LIBRI - L'emozione di "Una furtiva lacrima", tra struggimento e disincanto

di Maria Ricca

BENEVENTO - Una serata speciale per un libro speciale. È “Una furtiva lacrima”, primo romanzo del drammaturgo e regista Manlio Santanelli, al centro dell' incontro promosso alla Libreria Guida dalla giornalista Elide Apice ed animato dall'intensa e funambolica interpretazione di Roberto Azzurro. Dopo l'introduzione, gli interventi  di chi scrive e del dott. Lucio Luciano, direttore dell'Asl n.1, che ha analizzato nel profondo i nuclei tematici dell'opera. Che si legge tutta d’un fiato, com’è  nello stile perfetto del romanzo nato dal “flusso di coscienza”. Ed è un ultimo lungo incontro fra Maestro ed allievo, che diventa una sorta di percorso, quasi un romanzo di formazione, per il protagonista che vive, suo malgrado, una sorta di avventura e finisce per ritrovare se stesso.
Manlio Santanelli, con una scrittura intensa ed accattivante, leggera e travolgente, coinvolge il lettore nel viaggio ideale compiuto dal personaggio, Giorgio Rinaldi, giovane, ma non giovanissimo collaboratore del Maestro Tarquinio Follini, regista ed autore.
E l’immedesimarsi  con il protagonista è inevitabile.

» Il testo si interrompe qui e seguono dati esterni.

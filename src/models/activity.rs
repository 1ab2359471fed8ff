// src/models/activity.rs

use chrono::{DateTime, Utc};
use serde::{Deserialize, Serialize};
use sqlx::FromRow;
use utoipa::{IntoParams, ToSchema};

use crate::common::pagination::PageParams;

#[derive(Debug, Clone, PartialEq, Serialize, FromRow, ToSchema)]
pub struct ActivityLog {
    pub id: i64,
    pub user_id: Option<i64>,
    #[schema(example = "product.create")]
    pub action: String,
    pub entity_id: Option<i64>,
    pub description: String,
    pub created_at: DateTime<Utc>,
}

/// Activity log row joined with the user who performed it.
#[derive(Debug, Clone, Serialize, FromRow, ToSchema)]
pub struct ActivityLogEntry {
    #[sqlx(flatten)]
    #[serde(flatten)]
    pub log: ActivityLog,
    pub user_name: Option<String>,
}

#[derive(Debug, Clone, Copy, PartialEq, Eq)]
pub enum ActivityAction {
    Register,
    Login,
    ProductCreate,
    ProductUpdate,
    ProductDelete,
    SuggestionApprove,
    NoteCreate,
    NoteUpdate,
    NoteDelete,
    AdminUserUpdate,
    AdminUserDelete,
    AdminProductDelete,
    AdminLogPurge,
}

impl ActivityAction {
    pub fn as_str(self) -> &'static str {
        match self {
            ActivityAction::Register => "auth.register",
            ActivityAction::Login => "auth.login",
            ActivityAction::ProductCreate => "product.create",
            ActivityAction::ProductUpdate => "product.update",
            ActivityAction::ProductDelete => "product.delete",
            ActivityAction::SuggestionApprove => "suggestion.approve",
            ActivityAction::NoteCreate => "note.create",
            ActivityAction::NoteUpdate => "note.update",
            ActivityAction::NoteDelete => "note.delete",
            ActivityAction::AdminUserUpdate => "admin.user.update",
            ActivityAction::AdminUserDelete => "admin.user.delete",
            ActivityAction::AdminProductDelete => "admin.product.delete",
            ActivityAction::AdminLogPurge => "admin.log.purge",
        }
    }
}

#[derive(Debug, Clone)]
pub struct NewActivity {
    pub user_id: Option<i64>,
    pub action: ActivityAction,
    pub entity_id: Option<i64>,
    pub description: String,
}

impl NewActivity {
    pub fn new(user_id: Option<i64>, action: ActivityAction, description: impl Into<String>) -> Self {
        Self {
            user_id,
            action,
            entity_id: None,
            description: description.into(),
        }
    }

    pub fn with_entity(mut self, entity_id: i64) -> Self {
        self.entity_id = Some(entity_id);
        self
    }
}

/// Query string of `GET /api/admin/activity-logs`.
#[derive(Debug, Clone, Default, Deserialize, IntoParams)]
#[into_params(parameter_in = Query)]
pub struct ActivityQuery {
    pub user_id: Option<i64>,
    pub page: Option<i64>,
    pub limit: Option<i64>,
}

impl ActivityQuery {
    pub fn page_params(&self) -> PageParams {
        PageParams { page: self.page, limit: self.limit }
    }
}

/// Query string of `DELETE /api/admin/activity-logs`.
#[derive(Debug, Clone, Default, Deserialize, IntoParams)]
#[into_params(parameter_in = Query)]
pub struct PurgeQuery {
    pub older_than_days: Option<i64>,
}

#[derive(Debug, Serialize, ToSchema)]
pub struct PurgeResponse {
    pub success: bool,
    pub deleted: u64,
}
//! Stock and expiry thresholds shared by suggestions, the dashboard, product
//! filters and the admin overview. There is no other definition of "low stock"
//! or "expiring soon" in the service.

use rust_decimal::Decimal;

/// Stock at or below this level is out of stock.
pub const OUT_OF_STOCK_LEVEL: Decimal = Decimal::ZERO;

/// A dated product expiring within this many days (inclusive, today counts as 0)
/// is expiring soon.
pub const EXPIRING_SOON_DAYS: i64 = 7;

/// Entries shown in the dashboard "upcoming expiries" and "recent activity" lists.
pub const DASHBOARD_LIST_LIMIT: usize = 5;

/// Largest stock quantity or minimum level a `NUMERIC(12, 2)` column holds.
pub const MAX_QUANTITY: Decimal = Decimal::from_parts(0xD4A5_0FFF, 0xE8, 0, false, 2);

/// Decimal places kept for quantities.
pub const QUANTITY_SCALE: u32 = 2;

pub const DEFAULT_PAGE_SIZE: i64 = 10;
pub const MAX_PAGE_SIZE: i64 = 100;

/// Default retention used when an admin purges activity logs without an age.
pub const DEFAULT_LOG_RETENTION_DAYS: i64 = 30;

/// Upper bound accepted for `JWT_TTL_DAYS`.
pub const MAX_TOKEN_TTL_DAYS: i64 = 3650;

#[cfg(test)]
mod tests {
    use super::*;

    #[test]
    fn max_quantity_fills_the_column() {
        assert_eq!(MAX_QUANTITY, Decimal::new(999_999_999_999, QUANTITY_SCALE));
    }
}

Chi legge entra effettivamente nella vicenda e segue i passi di Giorgio Rinaldi, come nello scorrere di un film, come seguito dalla macchina da presa, che sono gli occhi di chi guarda, ne avverte i turbamenti, non può fare a meno di condividerne emozioni e sensazioni.
Ma andiamo con ordine.
Giorgio Rinaldi, il protagonista, è un uomo disincantato, che ne ha viste già troppe. Lavora nel mondo del cinema, dove, come a teatro, si è detto,  tutto è finto,  ma niente è falso. E’ al fianco di Tarquinio Follini, suo maestro e mentore, in un mondo difficile a cui Giorgio approda, sfuggendo alla grigia esistenza tranquilla di impiegato da posto fisso, in cui l’accorata attenzione dei genitori, del padre, soprattutto, avrebbe voluto relegarlo.
E’ al mare, ad Ischia, con la frivola Linda, quando è raggiunto dalla telefonata che nessuno vorrebbe mai ricevere.
Gli amici lo avvertono che Tarquinio è in Normandia, a Caen, in una “clinica della speranza”, dove è approdato, per tentare le ultime cure per la più innominabile delle malattie. E’ verosimilmente il suo ultimo viaggio. Anche Flora, la compagna, lo ha lasciato al suo destino. Gli amici si dileguano. Tocca a Giorgio raggiungerlo.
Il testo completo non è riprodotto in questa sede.